My students responded very well to my efforts. One student told me that it helped keep her son’s attention, who would otherwise be a big distraction. As I went on, I found new ways to introduce content in my videos. I added some music from a colleague that did covers for my favorite video game, Marathon. This colleague is Dr. Craig Hardgrove, who is an Assistant Professor of Geology at ASU, who was also transitioning to online teaching. He graciously gave me permission to use the music on my YouTube channel, and I feel that his contribution really improved my videos. The outro to every video is now his cover of “Guardians”.

My students ended up doing fairly well in my course. I don’t know if this was because of rather liberal examination policies on my part, or if they actually learned from my videos. Looking at the free response questions I had them photograph and upload to the Canvas quiz program, I see that many of them got the basic mechanics of the problems down, and given the circumstances, that’s all that I could ask for. If they want to refresh that content, well my YouTube videos will always be up there.

I signed up to teach differential equations again this summer. That way, I can provide a complete class on my YouTube channel for all of my students (and anyone else) that might want to refer to them in the future.

I’m just glad that my students were able to weather the class and move on with their academic careers. No need for this Pandemic to become a barrier to their educational and career goals.

*Greg McColm is an associate professor. This is his story.*

In Spring, I was teaching Symbolic Computations, which consists of using programs to solve computational problems — including differential equations. Then we all went online.

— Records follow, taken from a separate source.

//! Scheduler execution logic

use std::sync::atomic::AtomicUsize;
use std::sync::Arc;
use std::time::{Duration, Instant};

use parking_lot::Mutex;
use serde::{Deserialize, Serialize};
use tokio::sync::broadcast;
use tokio::task::{JoinError, JoinHandle};
use tokio::time::{Instant as Deadline, MissedTickBehavior};

use crate::client::{ClientStats, IterationPacer, VirtualClient, VirtualClientBuilder};
use crate::config::{ExecutorKind, RunConfig};
use crate::context::SharedContext;
use crate::error::BenchResult;
use crate::fairness::FairnessOracle;
use crate::metrics::ResultSink;
use crate::stage::StagePlan;
use crate::traits::Workload;

use super::aggregator::{aggregate_client_stats, ClientSummary};
use super::population::{ClientSlot, Population};

type ClientHandle = JoinHandle<BenchResult<ClientStats>>;

/// Why the run ended
#[derive(Debug, Clone, Copy, PartialEq, Eq, Serialize, Deserialize)]
#[serde(rename_all = "snake_case")]
pub enum StopReason {
    /// The executor finished its plan or iteration budget
    Completed,
    /// `max_duration` elapsed first
    Deadline,
    /// Stopped from outside (Ctrl+C)
    Interrupted,
}

impl StopReason {
    /// Whether the run was cut short
    pub fn is_partial(&self) -> bool {
        !matches!(self, StopReason::Completed)
    }
}

/// What the scheduler reports once every client has stopped
#[derive(Debug, Clone, Serialize, Deserialize)]
pub struct RunOutcome {
    /// Why the run ended
    pub stop_reason: StopReason,
    /// The run was truncated; metrics cover only what was collected
    pub partial: bool,
    /// Wall-clock run time
    #[serde(with = "humantime_serde")]
    pub elapsed: Duration,
    /// Highest number of simultaneously active clients
    pub peak_concurrency: usize,
    /// Per-client totals
    pub clients: ClientSummary,
}

/// Cloneable trigger for stopping a running scheduler
#[derive(Clone)]
pub struct StopHandle {
    tx: broadcast::Sender<()>,
    reason: Arc<Mutex<Option<StopReason>>>,
}

impl StopHandle {
    fn new() -> Self {
        let (tx, _) = broadcast::channel(1);
        Self {
            tx,
            reason: Arc::new(Mutex::new(None)),
        }
    }

    /// Stop every client; the first reason given wins
    pub fn stop(&self, reason: StopReason) {
        self.reason.lock().get_or_insert(reason);
        let _ = self.tx.send(());
    }

    /// Stop as if interrupted by the user
    pub fn interrupt(&self) {
        self.stop(StopReason::Interrupted);
    }

    fn subscribe(&self) -> broadcast::Receiver<()> {
        self.tx.subscribe()
    }

    fn reason_or(&self, fallback: StopReason) -> StopReason {
        self.reason.lock().unwrap_or(fallback)
    }
}

impl std::fmt::Debug for StopHandle {
    fn fmt(&self, f: &mut std::fmt::Formatter<'_>) -> std::fmt::Result {
        f.debug_struct("StopHandle")
            .field("reason", &*self.reason.lock())
            .finish()
    }
}

/// ExecutionScheduler admits, paces and retires virtual clients
///
/// Time-based executors follow a stage plan, re-evaluated every `tick`;
/// iteration-based executors admit a fixed population up front. The
/// concurrency ceiling holds at every instant, and `max_duration` is a hard
/// deadline for the whole run.
pub struct ExecutionScheduler {
    pub(crate) config: RunConfig,
    pub(crate) workload: Arc<dyn Workload>,
    pub(crate) context: Arc<SharedContext>,
    pub(crate) sink: Arc<ResultSink>,
    pub(crate) oracle: Option<Arc<FairnessOracle>>,
    pub(crate) pacer: Arc<IterationPacer>,
    pub(crate) population: Arc<Population>,
    pub(crate) stop: StopHandle,
}

impl ExecutionScheduler {
    /// Create a scheduler
    ///
    /// Use `SchedulerBuilder` for a more ergonomic construction.
    pub fn new(
        config: RunConfig,
        workload: Arc<dyn Workload>,
        context: Arc<SharedContext>,
        sink: Arc<ResultSink>,
        oracle: Option<Arc<FairnessOracle>>,
    ) -> Self {
        let pacer = Arc::new(IterationPacer::new(config.rate_limit));
        let population = Population::new(config.max_concurrency);

        Self {
            config,
            workload,
            context,
            sink,
            oracle,
            pacer,
            population,
            stop: StopHandle::new(),
        }
    }

    /// Handle for stopping the run from another task
    pub fn stop_handle(&self) -> StopHandle {
        self.stop.clone()
    }

    /// Trigger shutdown of all clients
    pub fn interrupt(&self) {
        self.stop.interrupt();
    }

    /// Run configuration
    pub fn config(&self) -> &RunConfig {
        &self.config
    }

    /// Sink every client reports into
    pub fn sink(&self) -> &Arc<ResultSink> {
        &self.sink
    }

    /// Fairness oracle, when one is attached
    pub fn oracle(&self) -> Option<&Arc<FairnessOracle>> {
        self.oracle.as_ref()
    }

    /// Live population counters
    pub fn population(&self) -> &Arc<Population> {
        &self.population
    }

    /// Run the executor to completion, deadline or interruption
    ///
    /// Client failures are recorded and never abort the run.
    pub async fn run(&self) -> BenchResult<RunOutcome> {
        let start = Instant::now();
        let run_start = Deadline::now();
        let deadline = run_start + self.config.max_duration;
        let mut control = self.stop.subscribe();
        let mut handles = Vec::new();

        tracing::info!(
            executor = self.config.executor.name(),
            workload = self.workload.name(),
            max_concurrency = self.config.max_concurrency,
            max_duration = %humantime::format_duration(self.config.max_duration),
            rate_limit = ?self.config.rate_limit,
            "Starting run"
        );

        let (results, stop_reason) = match self.config.executor.stage_plan() {
            Some(plan) => {
                let early = self
                    .drive_stages(&plan, start, deadline, &mut control, &mut handles)
                    .await?;
                match early {
                    Some(reason) => (self.stop_and_join(handles, reason).await, reason),
                    None => {
                        self.population.set_target(0);
                        // Grace is measured from the scheduled end of the plan
                        let graceful_end =
                            run_start + plan.total_duration() + self.config.graceful_stop;
                        let (until, on_timeout) = if graceful_end <= deadline {
                            (graceful_end, StopReason::Completed)
                        } else {
                            (deadline, StopReason::Deadline)
                        };
                        self.drain(handles, until, on_timeout, &mut control).await
                    }
                }
            }
            None => {
                self.admit_fixed(&mut handles)?;
                self.drain(handles, deadline, StopReason::Deadline, &mut control)
                    .await
            }
        };

        if let Some(oracle) = &self.oracle {
            oracle.seal();
        }

        let elapsed = start.elapsed();
        let (stats, failed_tasks) = Self::collect(results);
        let clients = aggregate_client_stats(&stats, self.population.admitted(), failed_tasks);
        let outcome = RunOutcome {
            stop_reason,
            partial: stop_reason.is_partial(),
            elapsed,
            peak_concurrency: self.population.peak(),
            clients,
        };

        tracing::info!(
            stop_reason = ?outcome.stop_reason,
            partial = outcome.partial,
            elapsed_secs = elapsed.as_secs_f64(),
            peak_concurrency = outcome.peak_concurrency,
            iterations = outcome.clients.iterations,
            requests = outcome.clients.requests,
            setup_failed = outcome.clients.setup_failed,
            "Run completed"
        );

        Ok(outcome)
    }

    /// Follow the plan until it ends; `Some` if the run was cut short
    async fn drive_stages(
        &self,
        plan: &StagePlan,
        start: Instant,
        deadline: Deadline,
        control: &mut broadcast::Receiver<()>,
        handles: &mut Vec<ClientHandle>,
    ) -> BenchResult<Option<StopReason>> {
        let mut ticker = tokio::time::interval(self.config.tick);
        ticker.set_missed_tick_behavior(MissedTickBehavior::Skip);
        let mut current_stage = None;

        loop {
            tokio::select! {
                biased;

                _ = control.recv() => {
                    return Ok(Some(self.stop.reason_or(StopReason::Interrupted)));
                }

                _ = tokio::time::sleep_until(deadline) => {
                    tracing::warn!("Run deadline reached before the stage plan finished");
                    return Ok(Some(StopReason::Deadline));
                }

                _ = ticker.tick() => {}
            }

            let elapsed = start.elapsed();
            let Some(target) = plan.target_at(elapsed) else {
                tracing::info!("Stage plan finished, retiring clients");
                return Ok(None);
            };

            let stage = plan.stage_index(elapsed);
            if stage != current_stage {
                tracing::info!(stage = ?stage, target, "Entering stage");
                current_stage = stage;
            }

            let target = self.population.set_target(target);
            while self.population.live() < target {
                // Retiring clients may still hold the permits
                let Some(slot) = self.population.try_admit() else {
                    break;
                };
                let client = self.client_for(slot).unbounded().build()?;
                self.spawn(client, handles);
            }
        }
    }

    fn admit_fixed(&self, handles: &mut Vec<ClientHandle>) -> BenchResult<()> {
        let clients = self.config.executor.fixed_clients().unwrap_or(0);
        self.population.set_target(clients);
        let counter = Arc::new(AtomicUsize::new(0));

        for _ in 0..clients {
            let Some(slot) = self.population.try_admit() else {
                tracing::warn!(
                    clients,
                    max_concurrency = self.config.max_concurrency,
                    "Concurrency ceiling reached while admitting clients"
                );
                break;
            };
            let builder = self.client_for(slot);
            let builder = match self.config.executor {
                ExecutorKind::SharedIterations { iterations, .. } => {
                    builder.shared_iterations(Arc::clone(&counter), iterations)
                }
                ExecutorKind::PerClientIterations { iterations, .. } => {
                    builder.iterations(iterations)
                }
                _ => builder.unbounded(),
            };
            self.spawn(builder.build()?, handles);
        }
        Ok(())
    }

    fn client_for(&self, slot: ClientSlot) -> VirtualClientBuilder {
        VirtualClientBuilder::for_slot(slot)
            .workload(Arc::clone(&self.workload))
            .context(Arc::clone(&self.context))
            .sink(Arc::clone(&self.sink))
            .oracle(self.oracle.clone())
            .pacer(Arc::clone(&self.pacer))
            .think_time(self.config.think_time)
    }

    fn spawn(&self, client: VirtualClient, handles: &mut Vec<ClientHandle>) {
        let shutdown_rx = self.stop.subscribe();
        tracing::debug!(ordinal = client.ordinal(), "Admitting client");
        handles.push(tokio::spawn(async move { client.run(shutdown_rx).await }));
    }

    /// Wait for clients to finish, stopping them at `until`
    async fn drain(
        &self,
        handles: Vec<ClientHandle>,
        until: Deadline,
        on_timeout: StopReason,
        control: &mut broadcast::Receiver<()>,
    ) -> (Vec<Result<BenchResult<ClientStats>, JoinError>>, StopReason) {
        let all = futures::future::join_all(handles);
        tokio::pin!(all);

        tokio::select! {
            results = &mut all => (results, self.stop.reason_or(StopReason::Completed)),

            _ = tokio::time::sleep_until(until) => {
                tracing::warn!(
                    active = self.population.active(),
                    reason = ?on_timeout,
                    "Stopping clients still running"
                );
                self.stop.stop(on_timeout);
                ((&mut all).await, on_timeout)
            }

            _ = control.recv() => {
                let reason = self.stop.reason_or(StopReason::Interrupted);
                ((&mut all).await, reason)
            }
        }
    }

    async fn stop_and_join(
        &self,
        handles: Vec<ClientHandle>,
        reason: StopReason,
    ) -> Vec<Result<BenchResult<ClientStats>, JoinError>> {
        self.stop.stop(reason);
        futures::future::join_all(handles).await
    }

    fn collect(
        results: Vec<Result<BenchResult<ClientStats>, JoinError>>,
    ) -> (Vec<ClientStats>, usize) {
        let mut stats = Vec::with_capacity(results.len());
        let mut failed_tasks = 0;
        for result in results {
            match result {
                Ok(Ok(client)) => stats.push(client),
                Ok(Err(e)) => {
                    failed_tasks += 1;
                    tracing::error!(error = %e, "Client returned error");
                }
                Err(e) => {
                    failed_tasks += 1;
                    tracing::error!(error = %e, "Client task panicked");
                }
            }
        }
        (stats, failed_tasks)
    }

    /// Run with Ctrl+C signal handling
    ///
    /// Ctrl+C stops every client; the outcome is marked interrupted.
    pub async fn run_with_signal_handling(&self) -> BenchResult<RunOutcome> {
        let stop = self.stop.clone();

        let signal_handle = tokio::spawn(async move {
            match tokio::signal::ctrl_c().await {
                Ok(()) => {
                    tracing::info!("Received Ctrl+C, initiating graceful shutdown...");
                    stop.interrupt();
                }
                Err(e) => {
                    tracing::error!(error = %e, "Failed to listen for Ctrl+C");
                }
            }
        });

        let result = self.run().await;
        signal_handle.abort();
        result
    }

    /// Run with an extra timeout on top of `max_duration`
    pub async fn run_with_timeout(&self, timeout: Duration) -> BenchResult<RunOutcome> {
        let stop = self.stop.clone();

        let timeout_handle = tokio::spawn(async move {
            tokio::time::sleep(timeout).await;
            tracing::info!("Timeout reached, initiating shutdown...");
            stop.stop(StopReason::Deadline);
        });

        let result = self.run().await;
        timeout_handle.abort();
        result
    }
}

impl std::fmt::Debug for ExecutionScheduler {
    fn fmt(&self, f: &mut std::fmt::Formatter<'_>) -> std::fmt::Result {
        f.debug_struct("ExecutionScheduler")
            .field("config", &self.config)
            .field("workload", &self.workload.name())
            .field("population", &self.population)
            .field("oracle", &self.oracle.is_some())
            .finish()
    }
}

Most students stayed at home in the Tampa Bay area, but some were in other states or even in other countries. The pandemic was on everyone's mind, and it seemed appropriate to look at where models of pandemics come from. And most models of the pandemic are constructed of differential equations.

About a century ago, epidemiologists started modeling epidemics using systems of differential equations. The basic one was the SIR model (for Susceptible / Infectious / Recovered), which consisted of three differential equations, all three with time as the independent variable. \(S(t)\) is the number of susceptible people at time \(t\), \(I(t)\) is the number of infectious people at time \(t\), and \(R(t)\) is the number of recovered people.

Susceptible people become infectious when exposed to infectious people, so the first differential equation is $$ S'(t) = -bS(t)I(t), $$ for some parameter \(b\), which depends on social distancing and other measures to slow the epidemic. Meanwhile, at any given time, a certain proportion of infectious people recover, so the third differential equation is $$ R'(t) = gI(t), $$ for some parameter \(g\), which depends on available treatment. That means that the second differential equation is $$ I'(t) = bS(t)I(t) - gI(t). $$

Here was a new homework assignment. Assuming that a city of 2 million susceptible people has a few infectious people; graph the solution. Here, the horizontal axis is time, and the susceptible people are green, the infectious people are red, and the recovered are blue.

Now, assume social distancing (which reduces \(b\)). What happens then?

The red curve flattens, and fewer people get the disease, but it takes longer to get through the epidemic.

Finally, I asked an extra credit question: suppose that people practiced social distancing until the number of infectious people went down. What would happen then?

An argument for waiting for a vaccine.

This is a very simple model, focused on a single city with a homogeneous and well-mixed population exhibiting simple behavior, with no improvements in medical treatment. The “compartmental models” used by experts are much more sophisticated and project much more complex outcomes.